Probably not, he’s just a bloke…

Aside from my own rocky seas at the moment, I heard something the other day that really wound me up. Well okay, it made me silently indignant, but indignant all the same…

I was curled up aboard the sleepy morning train to work from Nebfleet, half dozing myself to a muted clicketty-clack clicketty-clack lullaby, when two women got on, sat next to me and began catching up on their latest news. To be honest most of it was fairly innocuous, and none of it was any of my business. However, as they started discussing a mutual friend’s forthcoming x-tieth birthday, one then asked if anything was being planned by their husband/boyfriend/partner whatever, to which the other dismissively replied, “Probably not, he’s just a bloke.”

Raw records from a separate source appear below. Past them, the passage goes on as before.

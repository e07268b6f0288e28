//! Pollinations text and image adapter.
//!
//! Text is a plain `GET` with the prompt as the last path segment. Images
//! need no network call at all: the adapter builds the URL the client
//! fetches.

use std::time::Duration;

use async_trait::async_trait;
use tracing::debug;

use super::{GenerationParams, ProviderCapability, ProviderError, RawProviderResponse};
use crate::health::ProviderHealth;
use crate::routing::ProviderId;

const DEFAULT_TEXT_URL: &str = "https://text.pollinations.ai/";
const DEFAULT_IMAGE_URL: &str = "https://image.pollinations.ai/prompt/";
const DEFAULT_IMAGE_SIZE: u32 = 1024;

/// Form-style encoding: spaces become `+`.
fn quote_plus(text: &str) -> String {
    url::form_urlencoded::byte_serialize(text.as_bytes()).collect()
}

fn with_trailing_slash(base: &str) -> String {
    format!("{}/", base.trim_end_matches('/'))
}

/// Pollinations public endpoints. No credential is needed.
#[derive(Debug, Clone)]
pub struct PollinationsProvider {
    client: reqwest::Client,
    text_url: String,
    image_url: String,
    timeout: Duration,
}

impl Default for PollinationsProvider {
    fn default() -> Self {
        Self::new()
    }
}

impl PollinationsProvider {
    /// Adapter against the public endpoints.
    pub fn new() -> Self {
        Self {
            client: reqwest::Client::new(),
            text_url: DEFAULT_TEXT_URL.to_string(),
            image_url: DEFAULT_IMAGE_URL.to_string(),
            timeout: Duration::from_secs(8),
        }
    }

    /// Override the text endpoint.
    pub fn with_text_url(mut self, url: impl Into<String>) -> Self {
        self.text_url = url.into();
        self
    }

    /// Override the image endpoint.
    pub fn with_image_url(mut self, url: impl Into<String>) -> Self {
        self.image_url = url.into();
        self
    }

    /// Set request timeout
    pub fn with_timeout(mut self, timeout: Duration) -> Self {
        self.timeout = timeout;
        self
    }

    /// Image URL for `prompt`; `nologo` hides Pollinations branding.
    pub fn image_url_for(&self, prompt: &str, width: u32, height: u32, nologo: bool) -> String {
        let mut url = format!(
            "{}{}?width={width}&height={height}",
            with_trailing_slash(&self.image_url),
            quote_plus(prompt)
        );
        if nologo {
            url.push_str("&nologo=true");
        }
        url
    }
}

#[async_trait]
impl ProviderCapability for PollinationsProvider {
    fn id(&self) -> ProviderId {
        ProviderId::Pollinations
    }

    async fn generate(
        &self,
        _model: &str,
        prompt: &str,
        params: &GenerationParams,
    ) -> Result<RawProviderResponse, ProviderError> {
        const ID: ProviderId = ProviderId::Pollinations;

        if params.image {
            let url = self.image_url_for(
                prompt,
                params.width.unwrap_or(DEFAULT_IMAGE_SIZE),
                params.height.unwrap_or(DEFAULT_IMAGE_SIZE),
                true,
            );
            return Ok(RawProviderResponse::new(url));
        }

        let url = format!("{}{}", with_trailing_slash(&self.text_url), quote_plus(prompt));
        let response = self
            .client
            .get(url)
            .timeout(self.timeout)
            .send()
            .await
            .map_err(|e| ProviderError::from_reqwest(ID, e))?;

        let status = response.status();
        let body = response
            .text()
            .await
            .map_err(|e| ProviderError::from_reqwest(ID, e))?;
        if !status.is_success() {
            return Err(ProviderError::from_status(ID, status.as_u16(), &body));
        }

        let text = body.trim();
        if text.is_empty() {
            return Err(ProviderError::empty_response(ID));
        }
        debug!(chars = text.len(), "pollinations text received");
        Ok(RawProviderResponse::new(text))
    }

    async fn probe(&self) -> ProviderHealth {
        ProviderHealth::available()
    }
}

I mean that’s just typical! You know I really am so, so bored of gender stereotyping. And we’re all guilty of it, even yours truly at times. Indeed to be fair, as inwardly arsey as I got with the two of them (although like I say it really wasn’t anything to do with me), it did make me reflect on some of my own sweeping statements. Like how most women under thirty so aren’t worth the effort, consumed as they supposedly are with all things Heat Magazine, X Factor, bottled water and fake tans instead. Oh how cutting! And oh how so not (entirely) true. But it’s just so easy to say so isn’t it.

In much the same way it’s just as easy to categorise us chaps. If we’re older we’re patronising and past it, if we’re younger we’re sex obsessed and immature; although that’s by far the preferable of the two ‘evils’ in some cases eh. But again it’s not (entirely) true. Not really. Yet we love to do this don’t we, feel comforted through generalising I mean, because that’s how we’d rather see the world. The sun always rises in the east and sets in the west, and men and women come from Mars and Venus respectively.

Really?

Well if that’s the case who the f*** are all this lot down here on Earth then?

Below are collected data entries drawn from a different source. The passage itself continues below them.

//! Prompt classification against a [`RuleTable`].
//!
//! `classify` is a pure function: lowercase the prompt, split it into
//! alphanumeric tokens, then walk the priority-sorted rules collecting every
//! one that matches. No deduplication happens here; two rules pointing at
//! the same provider become two candidates.

use std::collections::HashSet;

use serde::Serialize;

use super::rules::{ProviderId, RuleTable};
use crate::Prompt;

/// Why a candidate was proposed.
#[derive(Debug, Clone, Copy, PartialEq, Eq, Serialize)]
#[serde(tag = "type", rename_all = "snake_case")]
pub enum CandidateSource {
    /// A routing rule matched.
    Rule {
        /// Index of the rule in the source document.
        declared_at: usize,
        /// The rule's priority.
        priority: i32,
    },
    /// The caller named the target explicitly.
    Override,
    /// The table's configured default provider.
    Default,
}

impl CandidateSource {
    /// Metric label for this source.
    pub fn label(&self) -> &'static str {
        match self {
            Self::Rule { .. } => "rule",
            Self::Override => "override",
            Self::Default => "default",
        }
    }
}

/// A `(provider, model)` pair proposed for a prompt.
#[derive(Debug, Clone, PartialEq, Eq, Serialize)]
pub struct Candidate {
    /// Target provider.
    pub provider: ProviderId,
    /// Target model.
    pub model: String,
    /// The rule, override or default that produced this candidate.
    pub source: CandidateSource,
}

/// Ordered candidates, most preferred first. Empty when nothing matched.
#[derive(Debug, Clone, Default, PartialEq, Eq, Serialize)]
pub struct RoutingDecision {
    /// Candidates in preference order.
    pub candidates: Vec<Candidate>,
}

impl RoutingDecision {
    /// `true` when no rule matched and no override was given.
    pub fn is_empty(&self) -> bool {
        self.candidates.is_empty()
    }

    /// `true` when this decision came from a caller override.
    pub fn is_override(&self) -> bool {
        matches!(
            self.candidates.as_slice(),
            [Candidate {
                source: CandidateSource::Override,
                ..
            }]
        )
    }
}

/// Classify `prompt` against `table`.
///
/// An override short-circuits classification and yields exactly one
/// candidate. Otherwise every matching rule contributes a candidate in
/// table order (ascending priority, declaration order on ties).
///
/// # Panics
///
/// This function never panics.
pub fn classify(prompt: &Prompt, table: &RuleTable) -> RoutingDecision {
    if let Some(ov) = &prompt.override_target {
        let model = ov
            .model
            .as_deref()
            .map(str::trim)
            .filter(|m| !m.is_empty())
            .unwrap_or_else(|| table.model_for(ov.provider))
            .to_string();
        return RoutingDecision {
            candidates: vec![Candidate {
                provider: ov.provider,
                model,
                source: CandidateSource::Override,
            }],
        };
    }

    let normalized = prompt.text.to_lowercase();
    let tokens = tokenize(&normalized);

    let candidates = table
        .rules()
        .iter()
        .filter(|rule| rule.matches(&tokens, &normalized))
        .map(|rule| Candidate {
            provider: rule.provider(),
            model: rule.model().to_string(),
            source: CandidateSource::Rule {
                declared_at: rule.declared_at(),
                priority: rule.priority(),
            },
        })
        .collect();

    RoutingDecision { candidates }
}

/// Split lowercased text on anything that is not alphanumeric.
pub(crate) fn tokenize(normalized: &str) -> HashSet<&str> {
    normalized
        .split(|c: char| !c.is_alphanumeric())
        .filter(|t| !t.is_empty())
        .collect()
}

Consider the arena where I share most of my tales (although it’s not the only arena, there is a wider world to bore after all). Have you ever noticed that in striking out to say, “Hey we count too,” we ourselves will sometimes unwittingly marginalise those who don’t fit our own parameters through trying to defend our position? Thus as I said before, the older man and the younger woman will simply become an irrelevance because they don’t cut whatever mustard we prefer to make our own sandwiches with; and so are instead tarred with that good old brush of generalisation.

Here’s a thing. This might sound quite controversial, but it appears some older women are quite prepared to admit that much younger guys are okay for a shag but when it comes to having an actual ‘relationship’, someone closer (even if still younger) in age is probably more preferable. In other words is a much younger capable of having a serious relationship? Probably not because he’s just a (much younger) bloke, right? Now okay I fully accept there might be the merest grain of truth in all this, because plenty of younger men DON’T want a serious relationship yet so yes, they’re probably perpetuating said theory with their amorous bedhopping ways. But does that mean it’s fair to label them all the same way, or is it more that by simply bundling a collective of personal experiences together it turns this view into some kind of iron law nobody actually voted for.

Look at the whole cougar dating argument for instance. While this predatory epithet has been supposedly legitimised through the perceived ‘sexually aggressive’ behaviour of some older women and has now permeated into popular culture too, is it true of ‘every’ thirty plus woman seeking the affections of a younger man that sex is their main agenda. Whenever such accusations are hurled (sometimes by the jealous older man, sometimes by the ‘cougarphile’ younger man himself it has to be said), such opinions are usually shot down with both barrels. And quite rightly – as I’ve often alluded to, we’ve moved on from the whole Mrs. Robinson thing haven’t we.

I guess in this recent era of a new politics, a third alternative and fresher thinking, can’t we just say that not all men are bastards, not all women are bitches, not all younger men are all enthusiasm and no technique, not all older men are some technique but no enthusiasm, not all younger women are desperate to be WAGS, not all older women are just desperate, not all men drive well, not all women don’t, not all women can multi-task, not all men can’t, not all men lack intuition, not all women possess it, not all younger men have no idea, not all older women come with baggage, not all men can barbeque, not all women can iron, not all women prefer cats, not all men prefer dogs, not all younger women are vacuous, not all older men are vague… in other words, whatever your personal experiences, and however much some of these might even ring true, biological and a few behavioural differences aside are we really as polarised as eons of social hoodwinking and writers of many an exploitative moneyspinner would have you, me and the rest of us non Martians or non Venusians believe?